Figure 1.

A. Interconnectedness of K⁺, Na⁺ and Ca²⁺ balances in the cardiac myocyte. Outward K⁺ loss through K⁺ channels (left) is recovered by the Na⁺-K⁺ ATPase removing 3 Na⁺ ions in exchange for 2 K⁺ ions. Some Na⁺ ions enter the cell via Na⁺ channels, but most via Na⁺-Ca²⁺ exchange (NCX) during diastole, which exchanges 1 Ca²⁺ ion for 3 Na⁺ ions. In the steady state, the Ca²⁺ removed by NCX balances the Ca²⁺ entering the cell via Ca²⁺ channels. Most Ca²⁺ in the cell recycles between the sarcoplasmic reticulum (SR) and cytoplasm, with uptake by sarco-endoplasmic reticulum Ca²⁺ ATPase (SERCA) and release through ryanodine receptors (RyR). Cytoplasmic free Ca²⁺ activates CaMK, which regulates the properties of Na⁺, Ca²⁺ and K⁺ channels, and RyR in the SR (dotted arrows).
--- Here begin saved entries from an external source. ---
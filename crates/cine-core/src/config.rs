//! Cine Configuration Management
//!
//! Handles configuration from environment variables and TOML config files
//! with sensible defaults for local development.

use serde::{Deserialize, Serialize};
use std::path::PathBuf;
use std::str::FromStr;

/// Main application configuration
#[derive(Debug, Clone, Serialize, Deserialize, Default)]
#[serde(default)]
pub struct AppConfig {
    /// Server configuration
    pub server: ServerConfig,

    /// Document store and vector index connections
    pub database: DatabaseConfig,

    /// Embedding provider configuration
    pub embedding: EmbeddingConfig,

    /// Logging configuration
    pub logging: LoggingConfig,
}

impl AppConfig {
    /// Load configuration from environment variables
    pub fn from_env() -> Result<Self, ConfigError> {
        Self::default().with_env_override()
    }

    /// Load from a TOML file
    pub fn from_file(path: impl Into<PathBuf>) -> Result<Self, ConfigError> {
        let path = path.into();
        let content = std::fs::read_to_string(&path).map_err(|e| ConfigError::FileReadError {
            path: path.clone(),
            source: e,
        })?;

        toml::from_str(&content).map_err(|e| ConfigError::ParseError {
            path,
            message: e.to_string(),
        })
    }

    /// Apply environment variables on top of this config (env takes precedence)
    pub fn with_env_override(self) -> Result<Self, ConfigError> {
        self.with_overrides(|key| std::env::var(key).ok())
    }

    /// Apply overrides from an arbitrary key lookup
    pub fn with_overrides<F>(mut self, lookup: F) -> Result<Self, ConfigError>
    where
        F: Fn(&str) -> Option<String>,
    {
        // Server
        if let Some(host) = lookup("API_HOST") {
            self.server.host = host;
        }
        if let Some(port) = lookup("API_PORT") {
            self.server.port = parse_value("API_PORT", port)?;
        }
        if let Some(origins) = lookup("CORS_ORIGINS") {
            self.server.cors_origins = origins
                .split(',')
                .map(|s| s.trim().to_string())
                .filter(|s| !s.is_empty())
                .collect();
        }

        // Document store
        let db = &mut self.database;
        if let Some(backend) = lookup("STORE_BACKEND") {
            db.store_backend = backend.parse()?;
        }
        if let Some(host) = lookup("STORE_HOST") {
            db.store_host = host;
        }
        if let Some(port) = lookup("STORE_PORT") {
            db.store_port = parse_value("STORE_PORT", port)?;
        }
        if let Some(user) = lookup("STORE_USER") {
            db.store_user = user;
        }
        if let Some(pass) = lookup("STORE_PASS") {
            db.store_pass = pass;
        }
        if let Some(endpoint) = lookup("STORE_EMULATOR_HOST") {
            let (host, port) = split_host_port("STORE_EMULATOR_HOST", &endpoint)?;
            db.store_host = host;
            if let Some(port) = port {
                db.store_port = port;
            }
            db.emulator = true;
        }
        if let Some(name) = lookup("MOVIES_COLLECTION") {
            db.movies_collection = name;
        }

        // Vector index
        if let Some(backend) = lookup("VECTOR_BACKEND") {
            db.vector_backend = backend.parse()?;
        }
        if let Some(host) = lookup("QDRANT_HOST") {
            db.qdrant_host = host;
        }
        if let Some(port) = lookup("QDRANT_PORT") {
            db.qdrant_port = parse_value("QDRANT_PORT", port)?;
        }
        if let Some(name) = lookup("COLLECTION_NAME") {
            db.collection_name = name;
        }
        if let Some(dim) = lookup("VECTOR_DIMENSION") {
            db.vector_dimension = parse_value("VECTOR_DIMENSION", dim)?;
        }

        // Embedding
        let emb = &mut self.embedding;
        if let Some(provider) = lookup("EMBEDDING_PROVIDER") {
            emb.provider = provider.parse()?;
        }
        if let Some(host) = lookup("OLLAMA_HOST") {
            emb.ollama_host = host;
        }
        if let Some(port) = lookup("OLLAMA_PORT") {
            emb.ollama_port = parse_value("OLLAMA_PORT", port)?;
        }
        if let Some(key) = lookup("OPENAI_API_KEY") {
            emb.openai_api_key = Some(key);
        }
        if let Some(model) = lookup("EMBEDDING_MODEL") {
            emb.model = model;
        }
        if let Some(dim) = lookup("EMBEDDING_DIMENSION") {
            emb.dimension = Some(parse_value("EMBEDDING_DIMENSION", dim)?);
        }

        // Logging
        if let Some(level) = lookup("LOG_LEVEL") {
            self.logging.level = level;
        }

        Ok(self)
    }
}

fn parse_value<T: FromStr>(key: &str, value: String) -> Result<T, ConfigError> {
    value.trim().parse().map_err(|_| ConfigError::InvalidValue {
        key: key.to_string(),
        value,
    })
}

fn split_host_port(key: &str, endpoint: &str) -> Result<(String, Option<u16>), ConfigError> {
    match endpoint.rsplit_once(':') {
        Some((host, port)) => {
            let port = parse_value(key, port.to_string())?;
            Ok((host.to_string(), Some(port)))
        }
        None => Ok((endpoint.to_string(), None)),
    }
}

/// Server configuration
#[derive(Debug, Clone, Serialize, Deserialize)]
#[serde(default)]
pub struct ServerConfig {
    /// Host to bind to
    pub host: String,

    /// Port to listen on
    pub port: u16,

    /// Allowed origins for CORS (empty allows any origin)
    pub cors_origins: Vec<String>,
}

impl Default for ServerConfig {
    fn default() -> Self {
        Self {
            host: "0.0.0.0".to_string(),
            port: 8080,
            cors_origins: vec![],
        }
    }
}

/// Where movie records are kept
#[derive(Debug, Clone, Copy, PartialEq, Eq, Serialize, Deserialize)]
#[serde(rename_all = "lowercase")]
pub enum StoreBackend {
    SurrealDb,
    Memory,
}

impl FromStr for StoreBackend {
    type Err = ConfigError;

    fn from_str(s: &str) -> Result<Self, Self::Err> {
        match s.to_lowercase().as_str() {
            "surrealdb" | "surreal" => Ok(Self::SurrealDb),
            "memory" => Ok(Self::Memory),
            _ => Err(ConfigError::InvalidValue {
                key: "STORE_BACKEND".to_string(),
                value: s.to_string(),
            }),
        }
    }
}

/// Where movie vectors are indexed
#[derive(Debug, Clone, Copy, PartialEq, Eq, Serialize, Deserialize)]
#[serde(rename_all = "lowercase")]
pub enum VectorBackend {
    Qdrant,
    Memory,
}

impl FromStr for VectorBackend {
    type Err = ConfigError;

    fn from_str(s: &str) -> Result<Self, Self::Err> {
        match s.to_lowercase().as_str() {
            "qdrant" => Ok(Self::Qdrant),
            "memory" => Ok(Self::Memory),
            _ => Err(ConfigError::InvalidValue {
                key: "VECTOR_BACKEND".to_string(),
                value: s.to_string(),
            }),
        }
    }
}

/// Document store and vector index connection configuration
#[derive(Debug, Clone, Serialize, Deserialize)]
#[serde(default)]
pub struct DatabaseConfig {
    /// Document store implementation
    pub store_backend: StoreBackend,

    /// SurrealDB host
    pub store_host: String,

    /// SurrealDB WebSocket port
    pub store_port: u16,

    /// SurrealDB username
    pub store_user: String,

    /// SurrealDB password
    pub store_pass: String,

    /// SurrealDB namespace
    pub store_namespace: String,

    /// SurrealDB database name
    pub store_database: String,

    /// Local emulator mode: connect without signing in
    pub emulator: bool,

    /// Table holding movie records
    pub movies_collection: String,

    /// Vector index implementation
    pub vector_backend: VectorBackend,

    /// Qdrant host
    pub qdrant_host: String,

    /// Qdrant gRPC port
    pub qdrant_port: u16,

    /// Qdrant collection name
    pub collection_name: String,

    /// Vector dimension (fixed when the collection is created)
    pub vector_dimension: usize,
}

impl DatabaseConfig {
    /// SurrealDB endpoint without scheme, as the ws engine expects
    pub fn store_endpoint(&self) -> String {
        format!("{}:{}", self.store_host, self.store_port)
    }

    /// Qdrant gRPC URL
    pub fn qdrant_url(&self) -> String {
        format!("http://{}:{}", self.qdrant_host, self.qdrant_port)
    }
}

impl Default for DatabaseConfig {
    fn default() -> Self {
        Self {
            store_backend: StoreBackend::SurrealDb,
            store_host: "localhost".to_string(),
            store_port: 8000,
            store_user: "root".to_string(),
            store_pass: "root".to_string(),
            store_namespace: "cine".to_string(),
            store_database: "catalog".to_string(),
            emulator: false,
            movies_collection: "movies".to_string(),
            vector_backend: VectorBackend::Qdrant,
            qdrant_host: "localhost".to_string(),
            qdrant_port: 6334,
            collection_name: "movies".to_string(),
            vector_dimension: 512,
        }
    }
}

/// Embedding provider configuration
#[derive(Debug, Clone, Serialize, Deserialize)]
#[serde(default)]
pub struct EmbeddingConfig {
    /// Provider to use
    pub provider: EmbeddingProvider,

    /// Ollama host
    pub ollama_host: String,

    /// Ollama port
    pub ollama_port: u16,

    /// OpenAI API key
    pub openai_api_key: Option<String>,

    /// Embedding model name
    pub model: String,

    /// Output dimension override (defaults to the model's native size)
    pub dimension: Option<usize>,

    /// Cached embeddings (0 disables the cache)
    pub cache_capacity: u64,

    /// Request timeout in seconds
    pub timeout_secs: u64,
}

impl EmbeddingConfig {
    /// Ollama base URL
    pub fn ollama_url(&self) -> String {
        format!("http://{}:{}", self.ollama_host, self.ollama_port)
    }
}

impl Default for EmbeddingConfig {
    fn default() -> Self {
        Self {
            provider: EmbeddingProvider::Ollama,
            ollama_host: "localhost".to_string(),
            ollama_port: 11434,
            openai_api_key: None,
            model: "nomic-embed-text".to_string(),
            dimension: None,
            cache_capacity: 1_000,
            timeout_secs: 60,
        }
    }
}

/// Supported embedding providers
#[derive(Debug, Clone, Copy, PartialEq, Eq, Serialize, Deserialize)]
#[serde(rename_all = "lowercase")]
pub enum EmbeddingProvider {
    Ollama,
    OpenAI,
    /// Offline feature-hashing embedder for local development
    Hashing,
}

impl FromStr for EmbeddingProvider {
    type Err = ConfigError;

    fn from_str(s: &str) -> Result<Self, Self::Err> {
        match s.to_lowercase().as_str() {
            "ollama" => Ok(Self::Ollama),
            "openai" => Ok(Self::OpenAI),
            "hashing" => Ok(Self::Hashing),
            _ => Err(ConfigError::InvalidValue {
                key: "EMBEDDING_PROVIDER".to_string(),
                value: s.to_string(),
            }),
        }
    }
}

/// Logging configuration
#[derive(Debug, Clone, Serialize, Deserialize)]
#[serde(default)]
pub struct LoggingConfig {
    /// Log level (trace, debug, info, warn, error)
    pub level: String,

    /// JSON format for logs
    pub json_format: bool,
}

impl Default for LoggingConfig {
    fn default() -> Self {
        Self {
            level: "info".to_string(),
            json_format: false,
        }
    }
}

/// Configuration errors
#[derive(Debug, thiserror::Error)]
pub enum ConfigError {
    #[error("Failed to read config file {path}: {source}")]
    FileReadError {
        path: PathBuf,
        #[source]
        source: std::io::Error,
    },

    #[error("Failed to parse config file {path}: {message}")]
    ParseError { path: PathBuf, message: String },

    #[error("Invalid value for {key}: {value}")]
    InvalidValue { key: String, value: String },
}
B. Effects of hypokalemia on the AP. Superimposed AP recordings from an isolated rabbit ventricular myocyte with [K⁺]_o=5.4 mmol/l (black trace) versus [K⁺]_o= 2.7 mmol/l (red trace), showing hyperpolarized E_m and EADs, the latter suppressed by the CaMK blocker KN-93 (green trace), but not by inactive KN-92 (blue trace). Modified from Pezhouman et al² with permission.